One thing to keep in mind is that people were increasing their debt as their assets were rising in value. Mistakenly in my opinion though not necessarily irrationally. If consumers were experiencing a true increase in their wealth - through their home values - then it was not irrational nor necessarily even imprudent to increase their debt. Unfortunately most were under the mistaken impression that "real estate never drops in value". This one belief, so prevalent just 5 years ago has caused an immense number of bad decisions.

Let's fast forward to the present though. Not just Americans but most people in the world are now deleveraging their personal balance sheets. Let's look at the American stats though. For the first time in 50 years household debt is shrinking. Not necessarily in the healthiest way but true nonetheless. In the last quarter consumer credit rose at its lowest rate in 16 years. So there is deleveraging going on - some of it intentional, some of it not. As people now realize that their asset prices were inflated they are now making the decision to delever their balance sheets by decreasing their debt relative to their assets. At the same time the personal savings rate has increased from 0% to around 3%. It will quite possibly go higher.
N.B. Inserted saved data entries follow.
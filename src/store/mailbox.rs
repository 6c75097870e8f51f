//! Mail account adapter used by the webmail stores
//!
//! [`MailTransport`] is the narrow set of mailbox operations a webmail store
//! needs: log in, send a message with one attachment, search by subject,
//! fetch, two-phase delete, archive and query the quota. How those map onto
//! a real provider (IMAP, an HTTP API, page scraping) is the adapter's
//! business.
//!
//! [`MemoryMailbox`] keeps messages in memory and enforces a message size
//! limit. Attachments travel base64-encoded, as they would in a real mail.

use crate::error::{Result, VaultError};
use base64::engine::general_purpose::STANDARD;
use base64::Engine;
use dashmap::DashMap;
use std::sync::atomic::{AtomicBool, AtomicU64, AtomicUsize, Ordering};
use tracing::trace;

/// One message as returned by a search
#[derive(Debug, Clone, PartialEq, Eq)]
pub struct MessageSummary {
    /// Provider message id
    pub id: String,
    /// Subject line
    pub subject: String,
}

/// Mailbox usage
#[derive(Debug, Clone, Copy, PartialEq, Eq, Default)]
pub struct Quota {
    /// Bytes used
    pub used: u64,
    /// Bytes allowed
    pub limit: u64,
}

impl Quota {
    /// Bytes still free
    pub fn available(&self) -> u64 {
        self.limit.saturating_sub(self.used)
    }
}

/// Operations a webmail store performs against a mail account
pub trait MailTransport: Send + Sync {
    /// Authenticated connection
    type Session: Send;

    /// Open a session
    ///
    /// # Errors
    ///
    /// - [`VaultError::AuthenticationFailed`] if the credentials are refused
    fn login(&self, account: &str, password: &str) -> Result<Self::Session>;

    /// Send a message to the account itself with one attachment
    fn send(&self, session: &mut Self::Session, subject: &str, attachment: &[u8]) -> Result<()>;

    /// Messages matching a provider search query
    fn search(&self, session: &mut Self::Session, query: &str) -> Result<Vec<MessageSummary>>;

    /// Decoded attachment of a message
    fn fetch_attachment(&self, session: &mut Self::Session, id: &str) -> Result<Vec<u8>>;

    /// Move messages to the trash
    fn trash(&self, session: &mut Self::Session, ids: &[String]) -> Result<()>;

    /// Permanently remove trashed messages
    fn purge(&self, session: &mut Self::Session, ids: &[String]) -> Result<()>;

    /// Messages in the primary inbox view
    fn inbox(&self, session: &mut Self::Session) -> Result<Vec<MessageSummary>>;

    /// Label messages and take them out of the inbox
    fn archive(&self, session: &mut Self::Session, ids: &[String], label: &str) -> Result<()>;

    /// Current usage
    fn quota(&self, session: &mut Self::Session) -> Result<Quota>;
}

#[derive(Debug, Clone)]
struct StoredMessage {
    subject: String,
    body: String,
    attachment_len: u64,
    labels: Vec<String>,
    in_inbox: bool,
    trashed: bool,
}

/// Session handed out by [`MemoryMailbox`]
#[derive(Debug)]
pub struct MemorySession {
    serial: u64,
}

impl MemorySession {
    /// Login number of this session, starting at 1
    pub fn serial(&self) -> u64 {
        self.serial
    }
}

/// In-memory mail account
#[derive(Debug)]
pub struct MemoryMailbox {
    account: String,
    password: String,
    message_limit: u64,
    quota_limit: u64,
    messages: DashMap<String, StoredMessage>,
    next_id: AtomicU64,
    logins: AtomicU64,
    sends: AtomicUsize,
    refuse_sends: AtomicBool,
}

impl MemoryMailbox {
    /// Mailbox for `account` accepting `password`, with a per-message size
    /// limit and a total quota
    pub fn new(
        account: impl Into<String>,
        password: impl Into<String>,
        message_limit: u64,
        quota_limit: u64,
    ) -> Self {
        Self {
            account: account.into(),
            password: password.into(),
            message_limit,
            quota_limit,
            messages: DashMap::new(),
            next_id: AtomicU64::new(1),
            logins: AtomicU64::new(0),
            sends: AtomicUsize::new(0),
            refuse_sends: AtomicBool::new(false),
        }
    }

    /// Successful logins so far
    pub fn login_count(&self) -> u64 {
        self.logins.load(Ordering::SeqCst)
    }

    /// Messages sent so far
    pub fn send_count(&self) -> usize {
        self.sends.load(Ordering::SeqCst)
    }

    /// Messages not yet purged
    pub fn message_count(&self) -> usize {
        self.messages.len()
    }

    /// Subjects of messages still in the inbox
    pub fn inbox_subjects(&self) -> Vec<String> {
        let mut subjects: Vec<String> = self
            .messages
            .iter()
            .filter(|m| m.in_inbox && !m.trashed)
            .map(|m| m.subject.clone())
            .collect();
        subjects.sort();
        subjects
    }

    /// Make every following send fail with a transport error
    pub fn refuse_sends(&self, refuse: bool) {
        self.refuse_sends.store(refuse, Ordering::SeqCst);
    }

    /// Put a message in the inbox, bypassing size checks
    pub fn deliver(&self, subject: &str, attachment: &[u8]) -> String {
        let id = self.next_id.fetch_add(1, Ordering::SeqCst).to_string();
        self.messages.insert(
            id.clone(),
            StoredMessage {
                subject: subject.to_string(),
                body: STANDARD.encode(attachment),
                attachment_len: attachment.len() as u64,
                labels: Vec::new(),
                in_inbox: true,
                trashed: false,
            },
        );
        id
    }

    fn summaries(&self, filter: impl Fn(&StoredMessage) -> bool) -> Vec<MessageSummary> {
        let mut found: Vec<MessageSummary> = self
            .messages
            .iter()
            .filter(|entry| filter(entry.value()))
            .map(|entry| MessageSummary {
                id: entry.key().clone(),
                subject: entry.subject.clone(),
            })
            .collect();
        found.sort_by_key(|m| m.id.parse::<u64>().unwrap_or(u64::MAX));
        found
    }
}

/// Text inside `subject:"..."`, or the whole query
fn subject_term(query: &str) -> &str {
    query
        .strip_prefix("subject:\"")
        .and_then(|rest| rest.strip_suffix('"'))
        .unwrap_or(query)
}

impl MailTransport for MemoryMailbox {
    type Session = MemorySession;

    fn login(&self, account: &str, password: &str) -> Result<MemorySession> {
        if account != self.account || password != self.password {
            return Err(VaultError::authentication(account, "invalid username or password"));
        }
        let serial = self.logins.fetch_add(1, Ordering::SeqCst) + 1;
        trace!("Mailbox login #{} for {}", serial, account);
        Ok(MemorySession { serial })
    }

    fn send(&self, _session: &mut MemorySession, subject: &str, attachment: &[u8]) -> Result<()> {
        if self.refuse_sends.load(Ordering::SeqCst) {
            return Err(VaultError::transport("connection reset while sending"));
        }
        let encoded_len = STANDARD.encode(attachment).len() as u64;
        if encoded_len > self.message_limit {
            return Err(VaultError::transport(format!(
                "message of {encoded_len} bytes exceeds the {} byte limit",
                self.message_limit
            )));
        }
        self.deliver(subject, attachment);
        self.sends.fetch_add(1, Ordering::SeqCst);
        Ok(())
    }

    fn search(&self, _session: &mut MemorySession, query: &str) -> Result<Vec<MessageSummary>> {
        let term = subject_term(query);
        Ok(self.summaries(|m| !m.trashed && m.subject.contains(term)))
    }

    fn fetch_attachment(&self, _session: &mut MemorySession, id: &str) -> Result<Vec<u8>> {
        let message = self
            .messages
            .get(id)
            .ok_or_else(|| VaultError::ContentNotFound(format!("message {id}")))?;
        STANDARD
            .decode(&message.body)
            .map_err(|e| VaultError::transport(format!("bad attachment encoding: {e}")))
    }

    fn trash(&self, _session: &mut MemorySession, ids: &[String]) -> Result<()> {
        for id in ids {
            if let Some(mut message) = self.messages.get_mut(id) {
                message.trashed = true;
                message.in_inbox = false;
            }
        }
        Ok(())
    }

    fn purge(&self, _session: &mut MemorySession, ids: &[String]) -> Result<()> {
        for id in ids {
            self.messages.remove_if(id, |_, m| m.trashed);
        }
        Ok(())
    }

    fn inbox(&self, _session: &mut MemorySession) -> Result<Vec<MessageSummary>> {
        Ok(self.summaries(|m| m.in_inbox && !m.trashed))
    }

    fn archive(&self, _session: &mut MemorySession, ids: &[String], label: &str) -> Result<()> {
        for id in ids {
            if let Some(mut message) = self.messages.get_mut(id) {
                message.in_inbox = false;
                if !message.labels.iter().any(|l| l == label) {
                    message.labels.push(label.to_string());
                }
            }
        }
        Ok(())
    }

    fn quota(&self, _session: &mut MemorySession) -> Result<Quota> {
        let used = self.messages.iter().map(|m| m.attachment_len).sum();
        Ok(Quota {
            used,
            limit: self.quota_limit,
        })
    }
}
One thing from basic economics is that savings becomes investment . So when the economy starts to finally recover there will be an acceleration due to savings transmitting into investment.

On top of that there is a lot of pent-up demand. If you look at the ratio of registered vehicles in the US to sales over time you will see a massive increase to 23.9 years. This would represent the turnover ratio and is clearly unsustainable. As nobel laureate Krugman has said "at current rates of sale it would take 23.9 years to replace the existing vehicle stock. Obviously, that won?t happen. Even if the desired number of vehicles doesn?t rise, people will start replacing vehicles that wear out (use), rust away (decay), or just are so much worse than newer models that they?re worth replacing to get the spiffy new features (obsolescence). As autos go, so goes the capital stock. In the long run, we will have a spontaneous economic recovery, even if all current policy initiatives fail."

Then we had yesterday's news that housing starts were falling at such an alarming rate that they will soon reach zero!. obviously not possible. As the recession drags on people are putting off decisions to purchase a new vehicle that they need. Some people, interested in purchasing their first home, are waiting for prices to stop falling. This is true for all kinds of things such as home improvements, home and auto repairs and so on. The result of very rational uncertainty over their and the economy's prospects. But as true as it always is savings will become investment and combined with pent-up demand will cause economic growth.

I've wandered a bit from your conversation but I thought this was interesting anyway.